> [Assignment]: Only one stretch of the data is wanted: the line containing "Image total the", the line containing "self.arming = PollArming::Disarmed;", and every line between them, copied exactly.

┏━━

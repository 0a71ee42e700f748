use std::fmt;

use chrono::{DateTime, Utc};
use serde::{Deserialize, Serialize};

use super::ReviewCategory;

/// Lifecycle status of the background image scan.
#[derive(Debug, Clone, Copy, PartialEq, Eq, Serialize, Deserialize)]
#[serde(rename_all = "lowercase")]
pub enum ScanStatus {
    Pending,
    Running,
    Completed,
    Error,
}

impl ScanStatus {
    /// True while the scan job is still making progress on the server.
    pub fn is_active(self) -> bool {
        matches!(self, ScanStatus::Pending | ScanStatus::Running)
    }
}

impl fmt::Display for ScanStatus {
    fn fmt(&self, f: &mut fmt::Formatter<'_>) -> fmt::Result {
        let s = match self {
            ScanStatus::Pending => "pending",
            ScanStatus::Running => "running",
            ScanStatus::Completed => "completed",
            ScanStatus::Error => "error",
        };
        f.write_str(s)
    }
}

/// Per-content-type image counts reported by a scan.
#[derive(Debug, Clone, Copy, Default, PartialEq, Eq, Serialize, Deserialize)]
pub struct ContentCounts {
    pub assignments: u32,
    pub pages: u32,
    pub quizzes: u32,
    pub quiz_questions: u32,
}

impl ContentCounts {
    /// Image total for one review category. Classic quizzes cover both the
    /// quiz descriptions and the individual quiz questions.
    pub fn total_for(&self, category: ReviewCategory) -> u32 {
        match category {
            ReviewCategory::Assignments => self.assignments,
            ReviewCategory::Pages => self.pages,
            ReviewCategory::ClassicQuizzes => self.quizzes + self.quiz_questions,
        }
    }
}

/// One scan job as reported by the server. Immutable client-side; only
/// `status` changes are observed across poll fetches.
#[derive(Debug, Clone, PartialEq, Serialize, Deserialize)]
pub struct ScanRecord {
    pub id: i64,
    pub status: ScanStatus,
    pub created_at: DateTime<Utc>,
    pub updated_at: DateTime<Utc>,
    pub content_counts: ContentCounts,
}

/// Wire shape of the last-scan endpoint. `found == false` means no scan has
/// ever run for the course, in which case `scan_detail` is absent.
#[derive(Debug, Clone, Deserialize)]
pub struct LastScanResponse {
    pub found: bool,
    #[serde(default)]
    pub scan_detail: Option<ScanRecord>,
}

/// Decoded result of a last-scan lookup.
#[derive(Debug, Clone, PartialEq)]
pub enum ScanLookup {
    /// No scan has ever run for this course.
    NotFound,
    Found(ScanRecord),
}

impl ScanLookup {
    pub fn found(&self) -> Option<&ScanRecord> {
        match self {
            ScanLookup::Found(record) => Some(record),
            ScanLookup::NotFound => None,
        }
    }
}

#[cfg(test)]
mod tests {
    use super::*;

    #[test]
    fn active_statuses() {
        assert!(ScanStatus::Pending.is_active());
        assert!(ScanStatus::Running.is_active());
        assert!(!ScanStatus::Completed.is_active());
        assert!(!ScanStatus::Error.is_active());
    }

    #[test]
    fn classic_quizzes_total_includes_questions() {
        let counts = ContentCounts {
            assignments: 3,
            pages: 5,
            quizzes: 2,
            quiz_questions: 7,
        };
        assert_eq!(counts.total_for(ReviewCategory::Assignments), 3);
        assert_eq!(counts.total_for(ReviewCategory::Pages), 5);
        assert_eq!(counts.total_for(ReviewCategory::ClassicQuizzes), 9);
    }

    #[test]
    fn deserialize_last_scan_response() {
        let json = r#"{
            "found": true,
            "scan_detail": {
                "id": 42,
                "status": "running",
                "created_at": "2026-01-10T12:00:00Z",
                "updated_at": "2026-01-10T12:05:00Z",
                "content_counts": {
                    "assignments": 1,
                    "pages": 0,
                    "quizzes": 2,
                    "quiz_questions": 4
                }
            }
        }"#;
        let response: LastScanResponse = serde_json::from_str(json).unwrap();
        assert!(response.found);
        let detail = response.scan_detail.unwrap();
        assert_eq!(detail.id, 42);
        assert_eq!(detail.status, ScanStatus::Running);
        assert_eq!(detail.content_counts.quiz_questions, 4);
    }

    #[test]
    fn deserialize_not_found_response() {
        let response: LastScanResponse = serde_json::from_str(r#"{"found": false}"#).unwrap();
        assert!(!response.found);
        assert!(response.scan_detail.is_none());
    }
}
use std::sync::Arc;
use std::time::Duration;

use log::{debug, info, warn};

use crate::api::{ApiError, ScanApi};
use crate::events::{EventSink, NoopSink, SessionEvent};
use crate::model::{ReviewCategory, ScanLookup, ScanRecord};

/// Delay between status polls while a scan is pending or running.
pub const DEFAULT_POLL_INTERVAL: Duration = Duration::from_millis(2000);

/// Whether another status fetch should be scheduled, decided after every
/// successful fetch.
#[derive(Debug, Clone, Copy, PartialEq, Eq)]
pub enum PollArming {
    Disarmed,
    Armed(Duration),
}

impl PollArming {
    pub fn is_armed(self) -> bool {
        matches!(self, PollArming::Armed(_))
    }
}

/// Owns the cached last-scan lookup and the polling decision.
///
/// Polling is one-shot: the next poll is armed only after the prior fetch
/// resolves, and a failed fetch never re-arms by itself — the caller
/// retries explicitly. A lookup of `NotFound` (no scan has ever run) also
/// never arms.
pub struct ScanStatusPoller {
    api: Arc<dyn ScanApi>,
    course_id: i64,
    poll_interval: Duration,
    sink: Arc<dyn EventSink>,
    last: Option<ScanLookup>,
    arming: PollArming,
}

impl ScanStatusPoller {
    pub fn new(api: Arc<dyn ScanApi>, course_id: i64) -> Self {
        Self::with_interval(api, course_id, DEFAULT_POLL_INTERVAL)
    }

    pub fn with_interval(api: Arc<dyn ScanApi>, course_id: i64, poll_interval: Duration) -> Self {
        Self {
            api,
            course_id,
            poll_interval,
            sink: Arc::new(NoopSink),
            last: None,
            arming: PollArming::Disarmed,
        }
    }

    pub fn with_sink(mut self, sink: Arc<dyn EventSink>) -> Self {
        self.sink = sink;
        self
    }

    /// The most recent successfully fetched lookup, if any.
    pub fn last_scan(&self) -> Option<&ScanLookup> {
        self.last.as_ref()
    }

    pub fn arming(&self) -> PollArming {
        self.arming
    }

    /// True while the cached lookup shows a pending or running scan.
    pub fn is_scan_active(&self) -> bool {
        self.last
            .as_ref()
            .and_then(ScanLookup::found)
            .is_some_and(|record| record.status.is_active())
    }

    /// Image total the cached scan reports for one review category. `None`
    /// until a scan has been fetched.
    pub fn category_image_total(&self, category: ReviewCategory) -> Option<u32> {
        self.last
            .as_ref()
            .and_then(ScanLookup::found)
            .map(|record| record.content_counts.total_for(category))
    }

    /// Fetches the last scan and re-derives the polling decision.
    ///
    /// On failure the cached lookup is kept and polling stays disarmed; the
    /// error is surfaced for display and the caller decides whether to
    /// retry.
    pub async fn refresh(&mut self) -> Result<ScanLookup, ApiError> {
        self.arming = PollArming::Disarmed;
        let lookup = match self.api.fetch_last_scan(self.course_id).await {
            Ok(lookup) => lookup,
            Err(e) => {
                warn!("Last-scan fetch failed for course {}: {e}", self.course_id);
                return Err(e);
            }
        };
        self.arming = self.arming_for(&lookup);
        debug!(
            "Last-scan fetch for course {} settled; polling {:?}",
            self.course_id, self.arming
        );
        self.last = Some(lookup.clone());
        Ok(lookup)
    }

    /// Starts a new scan. The cached lookup is invalidated (the caller
    /// refetches out of band) and polling is armed iff the returned status
    /// is still active. Callers disable re-entry while this is in flight.
    pub async fn start_scan(&mut self) -> Result<ScanRecord, ApiError> {
        let record = self.api.start_scan(self.course_id).await?;
        info!(
            "Scan {} started for course {} with status {}",
            record.id, self.course_id, record.status
        );
        self.last = None;
        self.arming = if record.status.is_active() {
            PollArming::Armed(self.poll_interval)
        } else {
            PollArming::Disarmed
        };
        self.sink.emit(SessionEvent::ScanStarted { scan_id: record.id });
        Ok(record)
    }

    /// Drives the poll loop: fetch, and while the status stays active sleep
    /// one interval and fetch again. Returns the settled lookup, or the
    /// first fetch error (which leaves polling disarmed).
    pub async fn poll_until_settled(&mut self) -> Result<ScanLookup, ApiError> {
        let mut lookup = self.refresh().await?;
        while let PollArming::Armed(interval) = self.arming {
            tokio::time::sleep(interval).await;
            lookup = self.refresh().await?;
        }
        if let Some(record) = lookup.found() {
            self.sink.emit(SessionEvent::PollSettled {
                status: record.status,
            });
        }
        Ok(lookup)
    }

    fn arming_for(&self, lookup: &ScanLookup) -> PollArming {
        match lookup.found() {
            Some(record) if record.status.is_active() => PollArming::Armed(self.poll_interval),
            _ => PollArming::Disarmed,
        }
    }
}
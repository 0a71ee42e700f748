//! Wire-compatible data model for the alt-text review workflow.
//!
//! Field names follow the backend's snake_case JSON shapes. Everything here
//! is plain data; behavior lives in the `scan`, `catalog` and `review`
//! modules.

mod content;
mod review;
mod scan;

pub use content::{
    flatten, ContentImage, ContentItem, ContentType, EnrichedImage, ReviewCategory,
};
pub use review::{ContentReviewGroup, ReviewAction, ReviewedImage};
pub use scan::{ContentCounts, LastScanResponse, ScanLookup, ScanRecord, ScanStatus};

┗━━

> [Task output]:
    /// Image total the cached scan reports for one review category. `None`
    /// until a scan has been fetched.
    pub fn category_image_total(&self, category: ReviewCategory) -> Option<u32> {
        self.last
            .as_ref()
            .and_then(ScanLookup::found)
            .map(|record| record.content_counts.total_for(category))
    }

    /// Fetches the last scan and re-derives the polling decision.
    ///
    /// On failure the cached lookup is kept and polling stays disarmed; the
    /// error is surfaced for display and the caller decides whether to
    /// retry.
    pub async fn refresh(&mut self) -> Result<ScanLookup, ApiError> {
        self.arming = PollArming::Disarmed;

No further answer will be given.